We propose a series of hypotheses that would help to understand relationships between personality and parasite prevalence/intensity and transmission in the context of sociality. As for the implications of fission–fusion dynamics described above, these hypotheses vary for contact-mediated micro- and macroparasites versus mobile macroparasites with host-seeking behavior. First, we hypothesize a relationship between individual sociability and parasitism for contact-mediated parasites. Theory predicts a positive relationship between host sociability and parasite risk, because the most sociable individuals are the most highly connected group-members within the social network and may therefore be exposed to, and themselves transmit, a disproportionate number of infections (Barber and Dingemanse 2010). By contrast, for parasites with active host-seeking behavior, individual activity and exploration may be most important because less active or exploratory individuals may be easier targets for mobile macroparasites. Webber et al. (2015b) identified the expected negative relationship between the prevalence and intensity of fleas (a relatively mobile ectoparasite) and the activity component of personality for female, but not male M. lucifugus, which highlights the potential complexity of these relationships. Personality may have had a larger effect on females because females may be selective with their mating partners, so if less active females mate with fewer males they may retain a higher proportion of fleas, which would otherwise be transmitted during mating (Webber et al. 2015b). We suggest that future studies attempt to disentangle relationships between contact versus mobile parasites and sociability, activity, and exploration components of personality in bats.

5 Conclusion

Studies of host-parasite dynamics in bats are important from both a conservation and human public health perspective and, as we describe above, the implications of bat social behavior for parasite risk can be dramatic. Based on our review of the literature, we identified social network analysis, epidemiological modeling (often, though not always, parameterized using empirically-derived data), and phylogenetically-informed comparative analyses as the methods most commonly used for quantifying links between sociality and parasitism in bats. In general, these studies suggest complex relationships and studies aimed at fully elucidating these links may require integration of techniques and data collection from multiple disciplines (e.g. behavior, ecology, epidemiology, parasitology, and physiology/immunology).

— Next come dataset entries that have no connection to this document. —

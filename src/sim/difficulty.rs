//! Speed ramp and obstacle cadence
//!
//! Speed climbs in steps every `speed_interval_ms` and is capped. The obstacle
//! spawn interval shrinks linearly with speed. The grace period is a separate
//! gate checked by the spawner.

use serde::{Deserialize, Serialize};

use crate::tuning::Tuning;

#[derive(Debug, Clone, Copy, PartialEq, Serialize, Deserialize)]
pub struct DifficultyCurve {
    pub base_speed: f32,
    pub max_speed: f32,
    /// Head Start upgrade bonus
    pub start_bonus: f32,
    pub increment: f32,
    pub interval_ms: f32,
    pub slow_factor: f32,
    pub min_spawn_interval_ms: f32,
    pub max_spawn_interval_ms: f32,
    pub grace_period_ms: f32,
}

impl DifficultyCurve {
    pub fn new(tuning: &Tuning, start_speed_level: u32) -> Self {
        Self {
            base_speed: tuning.base_speed,
            max_speed: tuning.max_speed,
            start_bonus: start_speed_level as f32 * tuning.start_speed_per_level,
            increment: tuning.speed_increment,
            interval_ms: tuning.speed_interval_ms,
            slow_factor: tuning.slow_factor,
            min_spawn_interval_ms: tuning.obstacle_interval_min_ms,
            max_spawn_interval_ms: tuning.obstacle_interval_max_ms,
            grace_period_ms: tuning.grace_period_ms,
        }
    }

    /// Unmodified speed after `elapsed_ms` of running
    pub fn speed(&self, elapsed_ms: f32) -> f32 {
        let steps = (elapsed_ms / self.interval_ms).floor();
        (self.base_speed + self.start_bonus + steps * self.increment).min(self.max_speed)
    }

    /// Speed after the slow-time modifier
    pub fn effective_speed(&self, elapsed_ms: f32, slow_active: bool) -> f32 {
        let speed = self.speed(elapsed_ms);
        if slow_active {
            speed * self.slow_factor
        } else {
            speed
        }
    }

    /// Progress from base to max speed in [0, 1]
    pub fn ratio(&self, speed: f32) -> f32 {
        let span = self.max_speed - self.base_speed;
        if span <= 0.0 {
            return 1.0;
        }
        ((speed - self.base_speed) / span).clamp(0.0, 1.0)
    }

    /// Difficulty level for HUD/tuning displays
    pub fn difficulty_ratio(&self, elapsed_ms: f32) -> f32 {
        self.ratio(self.speed(elapsed_ms))
    }

    /// Milliseconds between obstacle spawns at a given (unmodified) speed
    pub fn spawn_interval(&self, speed: f32) -> f32 {
        let ratio = self.ratio(speed);
        let interval = self.max_spawn_interval_ms
            - ratio * (self.max_spawn_interval_ms - self.min_spawn_interval_ms);
        interval.max(self.min_spawn_interval_ms)
    }

    /// Whether the opening no-obstacle window is still running
    pub fn in_grace_period(&self, elapsed_ms: f32) -> bool {
        elapsed_ms <= self.grace_period_ms
    }
}

impl Default for DifficultyCurve {
    fn default() -> Self {
        Self::new(&Tuning::default(), 0)
    }
}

We also found that, despite its recent emergence, WNS is already among the best-studied pathogens of bats in the context of sociality perhaps, in part because researchers who focus on bats have brought behavioral and ecological expertise to bear on this important conservation problem. The link between host social aggregation and HeV is also well established, again likely because of perceived societal importance, in this case due to the public health implications of a zoonotic pathogen. Relationships between bats and their ectoparasites have also been relatively well studied, perhaps partly because ectoparasites are relatively easy to quantify when bats are in the hand. Ectoparasite studies have identified links between parasite risk, colony size, and fission–fusion dynamics which have broad implications for understanding how sociality affects host–parasite interactions in bats. A few studies have also begun to understand bats in the context of individual animal personality. In general, however, we advocate for more research on bat parasites in the context of socioecology, especially for bat and parasite species which have received little attention to date.